### WHAT IS REQUIRED
Show every line of the data that contains the string "Option".

☆ ☆ ☆ ☆

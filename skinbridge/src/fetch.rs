use crate::texture::TextureData;
use anyhow::{Context, Result};
use bytes::Bytes;
use futures::FutureExt;
use futures::future::{self, BoxFuture};
use serde::de::DeserializeOwned;
use std::path::{Path, PathBuf};
use std::time::Duration;
use uuid::Uuid;

/// Network collaborator used by the URL loaders
pub trait Fetcher: Send + Sync + 'static {
    fn fetch_bytes(&self, url: &str) -> BoxFuture<'static, Result<Bytes>>;

    fn decode_image(&self, bytes: &[u8]) -> Result<TextureData> {
        TextureData::decode(bytes)
    }

    /// Forgets any local copy of `url`, called when its bytes turned out to be unusable
    fn discard_cached(&self, _url: &str) -> BoxFuture<'static, ()> {
        future::ready(()).boxed()
    }
}

impl dyn Fetcher {
    pub async fn fetch_image(&self, url: &str) -> Result<TextureData> {
        let bytes = self.fetch_bytes(url).await?;
        match self.decode_image(&bytes) {
            Ok(texture) => Ok(texture),
            Err(e) => {
                self.discard_cached(url).await;
                Err(e.context(format!("Failed to decode image from {url}")))
            }
        }
    }

    pub async fn fetch_json<T: DeserializeOwned>(&self, url: &str) -> Result<T> {
        let bytes = self.fetch_bytes(url).await?;
        serde_json::from_slice(&bytes).with_context(|| format!("Unexpected JSON from {url}"))
    }
}

/// [`Fetcher`] backed by `reqwest`
///
/// When an image cache folder is set, `.png` downloads are written there and served from disk
/// on later requests.
#[derive(Debug, Clone)]
pub struct HttpFetcher {
    client: reqwest::Client,
    image_cache: Option<PathBuf>,
}

impl HttpFetcher {
    pub fn new(timeout: Duration) -> Result<Self> {
        let client = reqwest::Client::builder()
            .timeout(timeout)
            .user_agent(concat!("skinbridge/", env!("CARGO_PKG_VERSION")))
            .build()?;
        Ok(Self {
            client,
            image_cache: None,
        })
    }

    pub fn with_image_cache(mut self, folder: impl Into<PathBuf>) -> Self {
        self.image_cache = Some(folder.into());
        self
    }

    fn cache_path(&self, url: &str) -> Option<PathBuf> {
        self.image_cache
            .as_ref()
            .filter(|_| url.contains("textures.minecraft.net") || url.ends_with(".png"))
            .map(|folder| folder.join(cache_file_name(url)))
    }
}

/// Writes `bytes` next to `path` and renames it into place, so readers never see a partial file
async fn write_cache_file(path: &Path, bytes: &[u8]) -> Result<()> {
    if let Some(parent) = path.parent() {
        tokio::fs::create_dir_all(parent).await?;
    }
    let partial = path.with_extension(format!("png.{}.part", Uuid::new_v4().simple()));
    tokio::fs::write(&partial, bytes).await?;
    if let Err(e) = tokio::fs::rename(&partial, path).await {
        let _ = tokio::fs::remove_file(&partial).await;
        return Err(e.into());
    }
    Ok(())
}

/// File name an image URL is cached under
pub fn cache_file_name(url: &str) -> String {
    let stripped = url
        .trim_start_matches("https://")
        .trim_start_matches("http://");
    let mut name: String = stripped
        .chars()
        .map(|c| if c.is_ascii_alphanumeric() || c == '.' || c == '-' { c } else { '_' })
        .collect();
    if !name.ends_with(".png") {
        name.push_str(".png");
    }
    name
}

impl Fetcher for HttpFetcher {
    fn fetch_bytes(&self, url: &str) -> BoxFuture<'static, Result<Bytes>> {
        let client = self.client.clone();
        let url = url.to_string();
        let cache_path = self.cache_path(&url);
        async move {
            if let Some(path) = &cache_path {
                if let Ok(data) = tokio::fs::read(path).await {
                    tracing::trace!("Serving {url} from {}", path.display());
                    return Ok(Bytes::from(data));
                }
            }
            let response = client
                .get(&url)
                .send()
                .await
                .with_context(|| format!("Request to {url} failed"))?
                .error_for_status()?;
            let bytes = response.bytes().await?;
            if let Some(path) = &cache_path {
                if let Err(e) = write_cache_file(path, &bytes).await {
                    tracing::warn!("Failed to cache image {}: {e}", path.display());
                }
            }
            Ok(bytes)
        }
        .boxed()
    }

    fn discard_cached(&self, url: &str) -> BoxFuture<'static, ()> {
        let Some(path) = self.cache_path(url) else {
            return future::ready(()).boxed();
        };
        async move {
            match tokio::fs::remove_file(&path).await {
                Ok(()) => tracing::debug!("Removed undecodable cached image {}", path.display()),
                Err(e) if e.kind() == std::io::ErrorKind::NotFound => {}
                Err(e) => tracing::warn!("Failed to remove cached image {}: {e}", path.display()),
            }
        }
        .boxed()
    }
}
use std::path::PathBuf;
use std::sync::Arc;

use anyhow::Result;
use clap::Parser;
use dashmap::DashMap;
use tracing::Level;
use tracing_subscriber::FmtSubscriber;
use uuid::Uuid;

use skinbridge::player_list::PlayerListPacket;
use skinbridge::prelude::*;

#[derive(Parser)]
#[command(name = "skinbridge")]
#[command(about = "Resolves the appearance of a Java player as a Bedrock viewer would see it", long_about = None)]
struct Cli {
    /// TOML config, defaults are used when omitted
    #[arg(short, long)]
    config: Option<PathBuf>,

    #[arg(short, long, default_value = "info")]
    log_level: Level,

    /// Player to resolve
    #[arg(short, long, default_value = "Steve")]
    name: String,

    /// Fetch the player's profile from the session server instead of using an offline one
    #[arg(short, long)]
    uuid: Option<Uuid>,
}

/// Viewer which logs everything it is sent
struct LoggingViewer {
    player_id: Uuid,
}

impl Session for LoggingViewer {
    fn player_id(&self) -> Uuid {
        self.player_id
    }

    fn auth_uuid(&self) -> Uuid {
        self.player_id
    }

    fn xuid(&self) -> String {
        String::new()
    }

    fn entity_id(&self) -> i64 {
        1
    }

    fn client_data(&self) -> Option<Arc<ClientAppearance>> {
        None
    }

    fn update_client_data(&self, _: ClientAppearance) {}

    fn is_initialized(&self) -> bool {
        true
    }

    fn send_packet(&self, packet: OutboundPacket) {
        match packet {
            OutboundPacket::PlayerList(PlayerListPacket::Add(entries)) => {
                for entry in entries {
                    tracing::info!(
                        "Add {} ({}): skin {} {}x{}, cape {:?}, geometry {}",
                        entry.name,
                        entry.uuid,
                        entry.skin.skin_id,
                        entry.skin.skin.width,
                        entry.skin.skin.height,
                        entry.skin.cape_id,
                        entry.skin.resource_patch
                    );
                }
            }
            OutboundPacket::PlayerList(PlayerListPacket::Remove(uuids)) => tracing::info!("Remove {uuids:?}"),
            OutboundPacket::Settings(settings) => tracing::info!("Settings {settings:?}"),
        }
    }

    fn adventure_settings(&self, _: i64) -> Option<SettingsPacket> {
        None
    }
}

#[derive(Default)]
struct LocalDirectory {
    sessions: DashMap<Uuid, Arc<dyn Session>>,
}

impl SessionDirectory for LocalDirectory {
    fn find_by_player_id(&self, player_id: &Uuid) -> Option<Arc<dyn Session>> {
        self.sessions.get(player_id).map(|session| session.clone())
    }
}

async fn run(cli: Cli, runtime: tokio::runtime::Handle) -> Result<()> {
    let config = match &cli.config {
        Some(path) => SkinConfig::from_path(path)?,
        None => SkinConfig::default(),
    };
    let directory = Arc::new(LocalDirectory::default());
    let service = AppearanceService::start(config, runtime, directory.clone()).await?;

    let viewer: Arc<dyn Session> = Arc::new(LoggingViewer {
        player_id: Uuid::new_v4(),
    });
    directory.sessions.insert(viewer.player_id(), viewer.clone());
    service.connect_viewer(viewer);

    let profile = match cli.uuid {
        Some(uuid) => (*service.resolver().refresh_game_profile(&uuid).await?).clone(),
        None => GameProfile::new(Uuid::new_v4(), cli.name),
    };
    let player = PlayerEntity::new(profile, 2);
    tracing::info!("{} joins the player list", player.username);
    service.on_player_joined_list(&player);

    let profile = service.resolver().refresh_player_skins(&player).await;
    tracing::info!(
        "Settled on skin {}, cape {}, geometry {}",
        profile.skin.uri(),
        profile.cape.uri(),
        profile.geometry.uri()
    );
    Ok(())
}

fn main() -> Result<()> {
    let cli = Cli::parse();
    let subscriber = FmtSubscriber::builder()
        .with_max_level(cli.log_level)
        .finish();
    tracing::subscriber::set_global_default(subscriber)?;

    let runtime = tokio::runtime::Builder::new_multi_thread()
        .enable_all()
        .build()?;
    let handle = runtime.handle().clone();
    runtime.block_on(run(cli, handle))
}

☆ ☆ ☆ ☆

### SOLVED PROBLEM
    image_cache: Option<PathBuf>,
    fn cache_path(&self, url: &str) -> Option<PathBuf> {
    config: Option<PathBuf>,
    uuid: Option<Uuid>,
    fn client_data(&self) -> Option<Arc<ClientAppearance>> {
    fn adventure_settings(&self, _: i64) -> Option<SettingsPacket> {
    fn find_by_player_id(&self, player_id: &Uuid) -> Option<Arc<dyn Session>> {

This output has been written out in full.